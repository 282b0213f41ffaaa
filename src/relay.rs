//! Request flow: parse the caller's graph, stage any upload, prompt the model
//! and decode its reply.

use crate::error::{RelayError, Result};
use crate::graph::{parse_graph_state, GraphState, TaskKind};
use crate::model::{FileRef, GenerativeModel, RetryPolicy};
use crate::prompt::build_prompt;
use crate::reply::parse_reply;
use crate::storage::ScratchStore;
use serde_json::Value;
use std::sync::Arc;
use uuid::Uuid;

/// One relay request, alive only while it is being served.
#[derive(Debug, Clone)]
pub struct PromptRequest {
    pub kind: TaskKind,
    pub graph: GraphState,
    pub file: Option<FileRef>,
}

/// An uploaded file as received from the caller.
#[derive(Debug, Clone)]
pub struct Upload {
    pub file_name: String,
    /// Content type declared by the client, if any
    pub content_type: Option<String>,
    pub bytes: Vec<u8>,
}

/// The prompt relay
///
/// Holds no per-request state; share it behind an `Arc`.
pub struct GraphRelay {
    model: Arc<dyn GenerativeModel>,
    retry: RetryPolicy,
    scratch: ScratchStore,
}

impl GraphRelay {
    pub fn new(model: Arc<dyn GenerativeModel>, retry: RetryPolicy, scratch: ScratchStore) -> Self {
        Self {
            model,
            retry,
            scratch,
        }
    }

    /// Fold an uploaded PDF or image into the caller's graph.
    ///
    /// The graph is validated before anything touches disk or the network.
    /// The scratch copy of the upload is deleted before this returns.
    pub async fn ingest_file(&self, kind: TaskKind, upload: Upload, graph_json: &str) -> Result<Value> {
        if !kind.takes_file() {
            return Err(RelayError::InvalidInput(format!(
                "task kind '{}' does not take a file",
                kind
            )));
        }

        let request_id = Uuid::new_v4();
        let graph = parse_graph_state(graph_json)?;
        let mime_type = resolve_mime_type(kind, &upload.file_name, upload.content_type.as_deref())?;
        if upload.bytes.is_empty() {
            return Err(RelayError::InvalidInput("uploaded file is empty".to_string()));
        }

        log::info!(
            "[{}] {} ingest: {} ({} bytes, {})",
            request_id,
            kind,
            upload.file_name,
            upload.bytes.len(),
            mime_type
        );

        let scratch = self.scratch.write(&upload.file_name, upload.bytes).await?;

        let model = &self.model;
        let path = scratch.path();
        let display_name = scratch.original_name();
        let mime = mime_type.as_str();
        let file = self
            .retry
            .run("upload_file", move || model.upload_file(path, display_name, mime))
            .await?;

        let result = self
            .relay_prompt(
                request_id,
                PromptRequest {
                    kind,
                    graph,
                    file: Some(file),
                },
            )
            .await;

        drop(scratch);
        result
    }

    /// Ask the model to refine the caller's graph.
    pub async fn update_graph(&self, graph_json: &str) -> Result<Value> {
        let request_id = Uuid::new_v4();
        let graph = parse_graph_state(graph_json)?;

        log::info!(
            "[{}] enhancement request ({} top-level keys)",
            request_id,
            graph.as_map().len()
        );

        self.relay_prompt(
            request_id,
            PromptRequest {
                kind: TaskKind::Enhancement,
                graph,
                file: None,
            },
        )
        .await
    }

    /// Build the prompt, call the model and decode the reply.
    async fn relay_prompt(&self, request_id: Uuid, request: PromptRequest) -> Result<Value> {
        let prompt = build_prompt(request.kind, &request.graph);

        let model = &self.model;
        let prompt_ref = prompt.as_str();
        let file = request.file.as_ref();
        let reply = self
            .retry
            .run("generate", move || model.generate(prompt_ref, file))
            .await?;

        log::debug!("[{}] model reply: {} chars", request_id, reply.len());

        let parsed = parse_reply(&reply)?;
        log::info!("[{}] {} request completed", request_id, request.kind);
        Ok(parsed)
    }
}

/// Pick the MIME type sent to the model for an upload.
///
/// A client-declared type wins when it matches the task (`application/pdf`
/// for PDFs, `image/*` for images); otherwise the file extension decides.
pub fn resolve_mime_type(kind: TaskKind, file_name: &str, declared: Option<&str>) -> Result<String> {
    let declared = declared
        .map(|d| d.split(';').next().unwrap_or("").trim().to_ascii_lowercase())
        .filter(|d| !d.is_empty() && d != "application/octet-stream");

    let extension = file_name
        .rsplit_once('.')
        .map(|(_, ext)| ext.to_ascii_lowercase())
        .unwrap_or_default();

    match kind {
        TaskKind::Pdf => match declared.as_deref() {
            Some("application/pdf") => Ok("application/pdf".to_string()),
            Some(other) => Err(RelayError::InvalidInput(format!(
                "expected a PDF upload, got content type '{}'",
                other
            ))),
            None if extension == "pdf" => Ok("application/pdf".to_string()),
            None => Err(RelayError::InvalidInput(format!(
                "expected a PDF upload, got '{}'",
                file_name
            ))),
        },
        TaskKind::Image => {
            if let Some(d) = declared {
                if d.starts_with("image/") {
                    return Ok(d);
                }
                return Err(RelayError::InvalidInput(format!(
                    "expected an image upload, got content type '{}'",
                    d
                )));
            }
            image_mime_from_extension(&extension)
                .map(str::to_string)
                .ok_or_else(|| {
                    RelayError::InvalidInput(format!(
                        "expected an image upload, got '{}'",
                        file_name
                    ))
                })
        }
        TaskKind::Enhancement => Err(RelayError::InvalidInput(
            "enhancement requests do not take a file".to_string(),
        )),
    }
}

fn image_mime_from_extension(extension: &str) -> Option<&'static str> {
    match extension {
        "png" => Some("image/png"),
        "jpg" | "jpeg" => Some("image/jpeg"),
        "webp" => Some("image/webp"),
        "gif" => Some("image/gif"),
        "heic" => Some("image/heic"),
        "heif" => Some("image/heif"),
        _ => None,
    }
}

#### Work to be completed:
Set every line of the listing down word for word.

#### Result:
repository 282b0213f41ffaaa
filename src/relay.rs
//! Request flow: parse the caller's graph, stage any upload, prompt the model
//! and decode its reply.

use crate::error::{RelayError, Result};
use crate::graph::{parse_graph_state, GraphState, TaskKind};
use crate::model::{FileRef, GenerativeModel, RetryPolicy};
use crate::prompt::build_prompt;
use crate::reply::parse_reply;
use crate::storage::ScratchStore;
use serde_json::Value;
use std::sync::Arc;
use uuid::Uuid;

/// One relay request, alive only while it is being served.
#[derive(Debug, Clone)]
pub struct PromptRequest {
    pub kind: TaskKind,
    pub graph: GraphState,
    pub file: Option<FileRef>,
}

/// An uploaded file as received from the caller.
#[derive(Debug, Clone)]
pub struct Upload {
    pub file_name: String,
    /// Content type declared by the client, if any
    pub content_type: Option<String>,
    pub bytes: Vec<u8>,
}

/// The prompt relay
///
/// Holds no per-request state; share it behind an `Arc`.
pub struct GraphRelay {
    model: Arc<dyn GenerativeModel>,
    retry: RetryPolicy,
    scratch: ScratchStore,
}

impl GraphRelay {
    pub fn new(model: Arc<dyn GenerativeModel>, retry: RetryPolicy, scratch: ScratchStore) -> Self {
        Self {
            model,
            retry,
            scratch,
        }
    }

    /// Fold an uploaded PDF or image into the caller's graph.
    ///
    /// The graph is validated before anything touches disk or the network.
    /// The scratch copy of the upload is deleted before this returns.
    pub async fn ingest_file(&self, kind: TaskKind, upload: Upload, graph_json: &str) -> Result<Value> {
        if !kind.takes_file() {
            return Err(RelayError::InvalidInput(format!(
                "task kind '{}' does not take a file",
                kind
            )));
        }

        let request_id = Uuid::new_v4();
        let graph = parse_graph_state(graph_json)?;
        let mime_type = resolve_mime_type(kind, &upload.file_name, upload.content_type.as_deref())?;
        if upload.bytes.is_empty() {
            return Err(RelayError::InvalidInput("uploaded file is empty".to_string()));
        }

        log::info!(
            "[{}] {} ingest: {} ({} bytes, {})",
            request_id,
            kind,
            upload.file_name,
            upload.bytes.len(),
            mime_type
        );

        let scratch = self.scratch.write(&upload.file_name, upload.bytes).await?;

        let model = &self.model;
        let path = scratch.path();
        let display_name = scratch.original_name();
        let mime = mime_type.as_str();
        let file = self
            .retry
            .run("upload_file", move || model.upload_file(path, display_name, mime))
            .await?;

        let result = self
            .relay_prompt(
                request_id,
                PromptRequest {
                    kind,
                    graph,
                    file: Some(file),
                },
            )
            .await;

        drop(scratch);
        result
    }

    /// Ask the model to refine the caller's graph.
    pub async fn update_graph(&self, graph_json: &str) -> Result<Value> {
        let request_id = Uuid::new_v4();
        let graph = parse_graph_state(graph_json)?;

        log::info!(
            "[{}] enhancement request ({} top-level keys)",
            request_id,
            graph.as_map().len()
        );

        self.relay_prompt(
            request_id,
            PromptRequest {
                kind: TaskKind::Enhancement,
                graph,
                file: None,
            },
        )
        .await
    }

    /// Build the prompt, call the model and decode the reply.
    async fn relay_prompt(&self, request_id: Uuid, request: PromptRequest) -> Result<Value> {
        let prompt = build_prompt(request.kind, &request.graph);

        let model = &self.model;
        let prompt_ref = prompt.as_str();
        let file = request.file.as_ref();
        let reply = self
            .retry
            .run("generate", move || model.generate(prompt_ref, file))
            .await?;

        log::debug!("[{}] model reply: {} chars", request_id, reply.len());

        let parsed = parse_reply(&reply)?;
        log::info!("[{}] {} request completed", request_id, request.kind);
        Ok(parsed)
    }
}

/// Pick the MIME type sent to the model for an upload.
///
/// A client-declared type wins when it matches the task (`application/pdf`
/// for PDFs, `image/*` for images); otherwise the file extension decides.
pub fn resolve_mime_type(kind: TaskKind, file_name: &str, declared: Option<&str>) -> Result<String> {
    let declared = declared
        .map(|d| d.split(';').next().unwrap_or("").trim().to_ascii_lowercase())
        .filter(|d| !d.is_empty() && d != "application/octet-stream");

    let extension = file_name
        .rsplit_once('.')
        .map(|(_, ext)| ext.to_ascii_lowercase())
        .unwrap_or_default();

    match kind {
        TaskKind::Pdf => match declared.as_deref() {
            Some("application/pdf") => Ok("application/pdf".to_string()),
            Some(other) => Err(RelayError::InvalidInput(format!(
                "expected a PDF upload, got content type '{}'",
                other
            ))),
            None if extension == "pdf" => Ok("application/pdf".to_string()),
            None => Err(RelayError::InvalidInput(format!(
                "expected a PDF upload, got '{}'",
                file_name
            ))),
        },
        TaskKind::Image => {
            if let Some(d) = declared {
                if d.starts_with("image/") {
                    return Ok(d);
                }
                return Err(RelayError::InvalidInput(format!(
                    "expected an image upload, got content type '{}'",
                    d
                )));
            }
            image_mime_from_extension(&extension)
                .map(str::to_string)
                .ok_or_else(|| {
                    RelayError::InvalidInput(format!(
                        "expected an image upload, got '{}'",
                        file_name
                    ))
                })
        }
        TaskKind::Enhancement => Err(RelayError::InvalidInput(
            "enhancement requests do not take a file".to_string(),
        )),
    }
}

fn image_mime_from_extension(extension: &str) -> Option<&'static str> {
    match extension {
        "png" => Some("image/png"),
        "jpg" | "jpeg" => Some("image/jpeg"),
        "webp" => Some("image/webp"),
        "gif" => Some("image/gif"),
        "heic" => Some("image/heic"),
        "heif" => Some("image/heif"),
        _ => None,
    }
}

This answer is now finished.